> **Information shown**
<<<<

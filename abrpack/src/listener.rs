//! Muxer listener construction.
//!
//! Every muxer gets one listener combining up to three concerns: dumping a
//! `.media_info` sidecar for on-demand output, notifying the DASH manifest,
//! and notifying the HLS playlists.

use crate::notifier::{HlsNotifier, MpdNotifier};
use abrpack_core::descriptor::StreamDescriptor;
use abrpack_core::error::{Error, Result};
use abrpack_core::media_info::MediaInfo;
use std::sync::Arc;
use tracing::debug;

pub use abrpack_pipeline::listener::MuxerListener;

/// Suffix of the media-info sidecar written next to on-demand outputs.
pub const MEDIA_INFO_SUFFIX: &str = ".media_info";

/// Per-stream data the listener factory needs.
#[derive(Debug, Clone, Default)]
pub struct ListenerStreamData {
    /// Path the stream's media info describes.
    pub media_info_output: String,
    /// HLS audio/subtitle group id.
    pub hls_group_id: String,
    /// HLS rendition name.
    pub hls_name: String,
    /// HLS media playlist file name.
    pub hls_playlist_name: String,
    /// HLS I-frame playlist file name.
    pub hls_iframe_playlist_name: String,
}

/// Extract the listener-relevant fields of a stream descriptor.
pub fn to_muxer_listener_data(stream: &StreamDescriptor) -> ListenerStreamData {
    ListenerStreamData {
        media_info_output: stream.output.clone(),
        hls_group_id: stream.hls_group_id.clone(),
        hls_name: stream.hls_name.clone(),
        hls_playlist_name: stream.hls_playlist_name.clone(),
        hls_iframe_playlist_name: stream.hls_iframe_playlist_name.clone(),
    }
}

/// Serialize a media info record to a sidecar file.
pub fn write_media_info_to_file(media_info: &MediaInfo, path: &str) -> Result<()> {
    let json = serde_json::to_string_pretty(media_info)
        .map_err(|e| Error::FileFailure(format!("Failed to serialize media info: {e}.")))?;
    std::fs::write(path, json)
        .map_err(|e| Error::FileFailure(format!("Failed to write media info '{path}': {e}.")))?;
    debug!(path, "wrote media info");
    Ok(())
}

/// Writes a `.media_info` sidecar describing a finished on-demand output.
pub struct VodMediaInfoDumpMuxerListener {
    output_path: String,
}

impl VodMediaInfoDumpMuxerListener {
    /// Create a dump listener writing to `output_path`.
    pub fn new(output_path: impl Into<String>) -> Self {
        Self {
            output_path: output_path.into(),
        }
    }
}

impl MuxerListener for VodMediaInfoDumpMuxerListener {
    fn on_media_end(&self, media_info: &MediaInfo) -> Result<()> {
        write_media_info_to_file(media_info, &self.output_path)
    }
}

struct MpdNotifyMuxerListener {
    notifier: Arc<dyn MpdNotifier>,
}

impl MuxerListener for MpdNotifyMuxerListener {
    fn on_media_end(&self, media_info: &MediaInfo) -> Result<()> {
        self.notifier.notify_new_container(media_info)?;
        Ok(())
    }
}

struct HlsNotifyMuxerListener {
    notifier: Arc<dyn HlsNotifier>,
    data: ListenerStreamData,
}

impl MuxerListener for HlsNotifyMuxerListener {
    fn on_media_end(&self, media_info: &MediaInfo) -> Result<()> {
        debug!(
            group = %self.data.hls_group_id,
            name = %self.data.hls_name,
            playlist = %self.data.hls_playlist_name,
            "notifying HLS stream"
        );
        self.notifier.notify_new_stream(media_info)
    }
}

/// Fans listener events out to several listeners.
struct CombinedMuxerListener {
    listeners: Vec<Box<dyn MuxerListener>>,
}

impl MuxerListener for CombinedMuxerListener {
    fn on_media_start(&self, options: &abrpack_core::params::MuxerOptions) {
        for listener in &self.listeners {
            listener.on_media_start(options);
        }
    }

    fn on_new_segment(&self, file_name: &str, start_time: i64, duration: i64, size: u64) {
        for listener in &self.listeners {
            listener.on_new_segment(file_name, start_time, duration, size);
        }
    }

    fn on_media_end(&self, media_info: &MediaInfo) -> Result<()> {
        for listener in &self.listeners {
            listener.on_media_end(media_info)?;
        }
        Ok(())
    }
}

/// Builds the listener stack for each muxer.
pub struct MuxerListenerFactory {
    output_media_info: bool,
    mpd_notifier: Option<Arc<dyn MpdNotifier>>,
    hls_notifier: Option<Arc<dyn HlsNotifier>>,
}

impl MuxerListenerFactory {
    /// Create a factory over the run's notifiers.
    pub fn new(
        output_media_info: bool,
        mpd_notifier: Option<Arc<dyn MpdNotifier>>,
        hls_notifier: Option<Arc<dyn HlsNotifier>>,
    ) -> Self {
        Self {
            output_media_info,
            mpd_notifier,
            hls_notifier,
        }
    }

    /// Create the combined listener for one stream.
    pub fn create_listener(&self, data: ListenerStreamData) -> Box<dyn MuxerListener> {
        let mut listeners: Vec<Box<dyn MuxerListener>> = Vec::new();
        if self.output_media_info {
            listeners.push(Box::new(VodMediaInfoDumpMuxerListener::new(format!(
                "{}{MEDIA_INFO_SUFFIX}",
                data.media_info_output
            ))));
        }
        if let Some(notifier) = &self.mpd_notifier {
            listeners.push(Box::new(MpdNotifyMuxerListener {
                notifier: Arc::clone(notifier),
            }));
        }
        if let Some(notifier) = &self.hls_notifier {
            listeners.push(Box::new(HlsNotifyMuxerListener {
                notifier: Arc::clone(notifier),
                data: data.clone(),
            }));
        }
        Box::new(CombinedMuxerListener { listeners })
    }

    /// Create an HLS-only listener, or `None` when no HLS notifier is
    /// configured.
    pub fn create_hls_listener(&self, data: ListenerStreamData) -> Option<Box<dyn MuxerListener>> {
        let notifier = self.hls_notifier.as_ref()?;
        Some(Box::new(HlsNotifyMuxerListener {
            notifier: Arc::clone(notifier),
            data,
        }))
    }
}

#[cfg(test)]
mod tests {
    use super::*;
    use crate::notifier::SimpleHlsNotifier;
    use abrpack_core::media_info::MediaInfoContainerType;
    use abrpack_core::params::HlsParams;

    #[test]
    fn test_hls_listener_requires_hls_notifier() {
        let factory = MuxerListenerFactory::new(false, None, None);
        assert!(factory
            .create_hls_listener(ListenerStreamData::default())
            .is_none());

        let hls: Arc<SimpleHlsNotifier> = Arc::new(SimpleHlsNotifier::new(HlsParams::default()));
        let factory = MuxerListenerFactory::new(false, None, Some(hls));
        assert!(factory
            .create_hls_listener(ListenerStreamData::default())
            .is_some());
    }

    #[test]
    fn test_vod_dump_listener_writes_sidecar() {
        let dir = tempfile::tempdir().unwrap();
        let path = dir.path().join("out.mp4.media_info");
        let listener = VodMediaInfoDumpMuxerListener::new(path.to_str().unwrap());

        let info = MediaInfo {
            media_file_name: "out.mp4".to_string(),
            bandwidth: 1000,
            container_type: MediaInfoContainerType::Mp4,
            text_info: None,
        };
        listener.on_media_end(&info).unwrap();

        let written = std::fs::read_to_string(&path).unwrap();
        let back: MediaInfo = serde_json::from_str(&written).unwrap();
        assert_eq!(back, info);
    }

    #[test]
    fn test_combined_listener_forwards_to_hls_notifier() {
        let hls = Arc::new(SimpleHlsNotifier::new(HlsParams::default()));
        let factory = MuxerListenerFactory::new(false, None, Some(hls.clone()));
        let listener = factory.create_listener(ListenerStreamData::default());

        let info = MediaInfo {
            media_file_name: "a.mp4".to_string(),
            ..Default::default()
        };
        listener.on_media_end(&info).unwrap();
        assert_eq!(hls.notified_streams().len(), 1);
    }
}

>>>>

> **Directions for this task**
For the material above, reproduce exactly the lines from the line with "to write media" to the line with "finished on-demand output.", inclusive, and exclude all others.

> **Task output**
        .map_err(|e| Error::FileFailure(format!("Failed to write media info '{path}': {e}.")))?;
    debug!(path, "wrote media info");
    Ok(())
}

/// Writes a `.media_info` sidecar describing a finished on-demand output.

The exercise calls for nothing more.